-- Opening Marker --

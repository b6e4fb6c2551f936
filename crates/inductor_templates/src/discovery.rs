//! Template discovery.
//!
//! Discovery walks a base directory for root templates (`.tpl`) and partial
//! templates (`.ptpl`), attaches every partial to the root whose key is the
//! longest match of the partial's key, and lets partials inside a directory
//! named after the target OS override shared partials with the same name.

use std::collections::{BTreeMap, BTreeSet};
use std::path::{Path, PathBuf};

use tracing::{debug, info, warn};

use crate::defaults::builtin_templates;
use crate::error::TemplateResult;
use crate::key::{partial_template_key, template_key, PARTIAL_TEMPLATE_EXT, ROOT_TEMPLATE_EXT};
use crate::lister::{DirectoryLister, FsLister};
use crate::template::{BuiltinTemplate, PartialTemplate, RootTemplate, Templater};

/// Finds and composes templates for a target operating system.
pub struct TemplateDiscovery<L = FsLister> {
    lister: L,
}

impl Default for TemplateDiscovery<FsLister> {
    fn default() -> Self {
        Self::new()
    }
}

impl TemplateDiscovery<FsLister> {
    /// Discovery backed by the real filesystem.
    pub fn new() -> Self {
        Self { lister: FsLister }
    }
}

impl<L: DirectoryLister> TemplateDiscovery<L> {
    /// Discovery backed by a custom lister.
    pub fn with_lister(lister: L) -> Self {
        Self { lister }
    }

    /// Discover every root template under `base_dir` with its partials resolved for `os_name`.
    pub fn discover(&self, base_dir: &Path, os_name: &str) -> TemplateResult<TemplateSet> {
        info!("Discovering templates in {:?} for {}", base_dir, os_name);

        let mut roots: Vec<(String, PathBuf)> = self
            .lister
            .list_files(base_dir, ROOT_TEMPLATE_EXT)?
            .into_iter()
            .filter_map(|path| template_key(&path).map(|key| (key, path)))
            .collect();
        roots.sort_by(|a, b| a.1.cmp(&b.1));

        let root_keys: BTreeSet<String> = roots.iter().map(|(key, _)| key.clone()).collect();

        // root key -> logical path (OS dir removed) -> actual path
        let mut grouped: BTreeMap<String, BTreeMap<PathBuf, PathBuf>> = BTreeMap::new();

        for path in self.lister.list_files(base_dir, PARTIAL_TEMPLATE_EXT)? {
            let logical = remove_os_dir(&path, os_name);
            let Some(key) = partial_template_key(&root_keys, &logical) else {
                debug!("Ignoring orphaned partial template {:?}", path);
                continue;
            };

            let partials = grouped.entry(key).or_default();
            match partials.get(&logical) {
                // the OS specific path is always the longer one
                Some(existing) if existing.as_os_str().len() >= path.as_os_str().len() => {
                    debug!("Keeping {:?} over {:?}", existing, path);
                }
                _ => {
                    debug!("Resolved partial template {:?}", path);
                    partials.insert(logical, path);
                }
            }
        }

        let templates: Vec<RootTemplate> = roots
            .into_iter()
            .map(|(key, path)| {
                let partials = grouped
                    .get(&key)
                    .map(|partials| partials.values().map(PartialTemplate::new).collect())
                    .unwrap_or_default();
                RootTemplate::new(key, path).with_partials(partials)
            })
            .collect();

        info!("Discovered {} root template(s)", templates.len());

        Ok(TemplateSet {
            base_dir: base_dir.to_path_buf(),
            templates,
            builtins: Vec::new(),
        })
    }
}

/// Strip the OS directory from a partial path, if the partial lives in one.
///
/// Only the immediate parent directory is considered and it is compared
/// ASCII case-insensitively, so `nano/Autounattend.xml.disks.ptpl` maps to
/// `Autounattend.xml.disks.ptpl` for both `nano` and `Nano`.
fn remove_os_dir(path: &Path, os_name: &str) -> PathBuf {
    let (Some(parent), Some(file_name)) = (path.parent(), path.file_name()) else {
        return path.to_path_buf();
    };
    let in_os_dir = parent
        .file_name()
        .is_some_and(|dir| dir.to_string_lossy().eq_ignore_ascii_case(os_name));

    match parent.parent() {
        Some(grandparent) if in_os_dir => grandparent.join(file_name),
        _ => path.to_path_buf(),
    }
}

/// All templates found for one render pass.
#[derive(Debug, Clone)]
pub struct TemplateSet {
    base_dir: PathBuf,
    templates: Vec<RootTemplate>,
    builtins: Vec<BuiltinTemplate>,
}

impl TemplateSet {
    pub fn base_dir(&self) -> &Path {
        &self.base_dir
    }

    /// Root templates found on disk, sorted by path.
    pub fn root_templates(&self) -> &[RootTemplate] {
        &self.templates
    }

    /// Every template to render, on-disk roots first.
    pub fn list_templates(&self) -> Vec<&dyn Templater> {
        self.templates
            .iter()
            .map(|t| t as &dyn Templater)
            .chain(self.builtins.iter().map(|t| t as &dyn Templater))
            .collect()
    }

    /// Find a root template by its full path.
    pub fn find_template(&self, path: &Path) -> Option<&RootTemplate> {
        self.templates.iter().find(|t| t.path() == path)
    }

    pub fn len(&self) -> usize {
        self.templates.len() + self.builtins.len()
    }

    pub fn is_empty(&self) -> bool {
        self.len() == 0
    }

    /// Add the built-in template for every standard artifact that has no
    /// root template on disk.
    pub fn with_builtin_defaults(mut self) -> Self {
        for builtin in builtin_templates() {
            let name = builtin.base_filename();
            let provided = self
                .templates
                .iter()
                .any(|t| t.base_filename().eq_ignore_ascii_case(&name));
            if !provided {
                warn!(
                    "No {}.{} found in {:?}, using the built-in template",
                    name, ROOT_TEMPLATE_EXT, self.base_dir
                );
                self.builtins.push(builtin);
            }
        }
        self
    }
}
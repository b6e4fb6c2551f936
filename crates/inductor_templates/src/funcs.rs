//! Helper functions available to every template.

use serde_json::Value;

use crate::engine::FuncMap;

/// Longest NetBIOS computer name Windows accepts.
pub const MAX_COMPUTER_NAME_LEN: usize = 15;

const INVALID_COMPUTER_NAME_CHARS: &[char] = &['\\', '/', ':', '*', '?', '"', '<', '>', '|'];

/// Make `name` usable as a Windows computer name: drop characters Windows
/// rejects and keep at most fifteen characters. An empty name becomes
/// `computername`.
pub fn safe_computer_name(name: &str) -> String {
    if name.is_empty() {
        return "computername".to_string();
    }
    name.chars()
        .filter(|c| !INVALID_COMPUTER_NAME_CHARS.contains(c))
        .take(MAX_COMPUTER_NAME_LEN)
        .collect()
}

/// Builtins plus `Contains`, `Replace`, `ToUpper`, `ToLower` and `SafeComputerName`.
pub fn template_funcs() -> FuncMap {
    FuncMap::builtins()
        .with("Contains", contains)
        .with("Replace", replace)
        .with("ToUpper", to_upper)
        .with("ToLower", to_lower)
        .with("SafeComputerName", safe_computer_name_func)
}

fn string_arg<'v>(name: &str, args: &'v [Value], index: usize) -> Result<&'v str, String> {
    match args.get(index) {
        Some(Value::String(s)) => Ok(s.as_str()),
        Some(other) => Err(format!("{}: argument {} must be a string, got {}", name, index + 1, other)),
        None => Err(format!("{}: missing argument {}", name, index + 1)),
    }
}

fn expect_args(name: &str, args: &[Value], counts: &[usize]) -> Result<(), String> {
    if counts.contains(&args.len()) {
        return Ok(());
    }
    Err(format!(
        "{}: wrong number of args: want {:?} got {}",
        name,
        counts,
        args.len()
    ))
}

fn contains(args: &[Value]) -> Result<Value, String> {
    expect_args("Contains", args, &[2])?;
    let haystack = string_arg("Contains", args, 0)?;
    let needle = string_arg("Contains", args, 1)?;
    Ok(Value::Bool(haystack.contains(needle)))
}

/// `Replace s old new [n]`; a negative or missing `n` replaces every match.
fn replace(args: &[Value]) -> Result<Value, String> {
    expect_args("Replace", args, &[3, 4])?;
    let s = string_arg("Replace", args, 0)?;
    let old = string_arg("Replace", args, 1)?;
    let new = string_arg("Replace", args, 2)?;

    let limit = match args.get(3) {
        None => None,
        Some(value) => {
            let n = value
                .as_i64()
                .ok_or_else(|| format!("Replace: count must be an integer, got {}", value))?;
            usize::try_from(n).ok()
        }
    };

    let replaced = match limit {
        Some(n) => replacen(s, old, new, n),
        None if old.is_empty() => replacen(s, old, new, usize::MAX),
        None => s.replace(old, new),
    };
    Ok(Value::String(replaced))
}

/// Like `str::replacen`, except an empty `old` matches before every
/// character and at the end, as Go's `strings.Replace` does.
fn replacen(s: &str, old: &str, new: &str, n: usize) -> String {
    if !old.is_empty() {
        return s.replacen(old, new, n);
    }

    let mut out = String::with_capacity(s.len());
    let mut done = 0;
    for c in s.chars() {
        if done < n {
            out.push_str(new);
            done += 1;
        }
        out.push(c);
    }
    if done < n {
        out.push_str(new);
    }
    out
}

fn to_upper(args: &[Value]) -> Result<Value, String> {
    expect_args("ToUpper", args, &[1])?;
    Ok(Value::String(string_arg("ToUpper", args, 0)?.to_uppercase()))
}

fn to_lower(args: &[Value]) -> Result<Value, String> {
    expect_args("ToLower", args, &[1])?;
    Ok(Value::String(string_arg("ToLower", args, 0)?.to_lowercase()))
}

fn safe_computer_name_func(args: &[Value]) -> Result<Value, String> {
    expect_args("SafeComputerName", args, &[1])?;
    Ok(Value::String(safe_computer_name(string_arg(
        "SafeComputerName",
        args,
        0,
    )?)))
}

#[cfg(test)]
mod tests {
    use super::*;
    use crate::engine::Template;
    use serde_json::json;

    fn render(text: &str, data: Value) -> String {
        Template::parse("funcs", text, template_funcs())
            .unwrap()
            .execute(&data)
            .unwrap()
    }

    #[test]
    fn test_safe_computer_name() {
        assert_eq!(safe_computer_name(""), "computername");
        assert_eq!(safe_computer_name("vagrant-win10"), "vagrant-win10");
        assert_eq!(safe_computer_name("a\\b/c:d*e?f\"g<h>i|j"), "abcdefghij");
        assert_eq!(safe_computer_name("vagrant-win2012r2core"), "vagrant-win2012");
        assert_eq!(safe_computer_name("vagrant-win2012r2core").len(), MAX_COMPUTER_NAME_LEN);
    }

    #[test]
    fn test_safe_computer_name_mixed_invalid_and_long() {
        let name = "ab\\cd/ef:gh*ij?kl\"mn<op>qr|st";
        assert_eq!(safe_computer_name(name), "abcdefghijklmno");
    }

    #[test]
    fn test_safe_computer_name_only_invalid_chars() {
        assert_eq!(safe_computer_name("***"), "");
    }

    #[test]
    fn test_replace() {
        assert_eq!(replace(&[json!("windows10"), json!("windows"), json!("win")]).unwrap(), json!("win10"));
        assert_eq!(
            replace(&[json!("a.a.a"), json!("a"), json!("b"), json!(-1)]).unwrap(),
            json!("b.b.b")
        );
        assert_eq!(
            replace(&[json!("a.a.a"), json!("a"), json!("b"), json!(2)]).unwrap(),
            json!("b.b.a")
        );
        assert_eq!(
            replace(&[json!("ab"), json!(""), json!("-"), json!(-1)]).unwrap(),
            json!("-a-b-")
        );
        assert!(replace(&[json!("a"), json!("b")]).is_err());
        assert!(replace(&[json!("a"), json!("b"), json!("c"), json!("x")]).is_err());
    }

    #[test]
    fn test_contains_and_case() {
        assert_eq!(contains(&[json!("windows2012r2"), json!("2012")]).unwrap(), json!(true));
        assert_eq!(contains(&[json!("nano"), json!("2012")]).unwrap(), json!(false));
        assert_eq!(to_upper(&[json!("winrm")]).unwrap(), json!("WINRM"));
        assert_eq!(to_lower(&[json!("SSH")]).unwrap(), json!("ssh"));
        assert!(to_upper(&[json!(1)]).is_err());
    }

    #[test]
    fn test_computer_name_expression() {
        let out = render(
            r#"{{ SafeComputerName ( printf "vagrant-%s" ( Replace .OSName "windows" "win" -1 )) }}"#,
            json!({"OSName": "windows2012r2"}),
        );
        assert_eq!(out, "vagrant-win2012");
    }

    #[test]
    fn test_funcs_in_conditions() {
        let text = r#"{{ if Contains .OSName "nano" }}nano{{ else }}{{ ToUpper .OSName }}{{ end }}"#;
        assert_eq!(render(text, json!({"OSName": "nano"})), "nano");
        assert_eq!(render(text, json!({"OSName": "windows10"})), "WINDOWS10");
    }
}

-- Closing Marker --

» WHAT THE EXERCISE ASKS
Precisely reproduce the lines of the entries, beginning at the first and ending at the one containing "the same name.". Add nothing.

» FINISHED TASK
repository b6e4fb6c2551f936
filename crates/inductor_templates/src/discovery.rs
//! Template discovery.
//!
//! Discovery walks a base directory for root templates (`.tpl`) and partial
//! templates (`.ptpl`), attaches every partial to the root whose key is the
//! longest match of the partial's key, and lets partials inside a directory
//! named after the target OS override shared partials with the same name.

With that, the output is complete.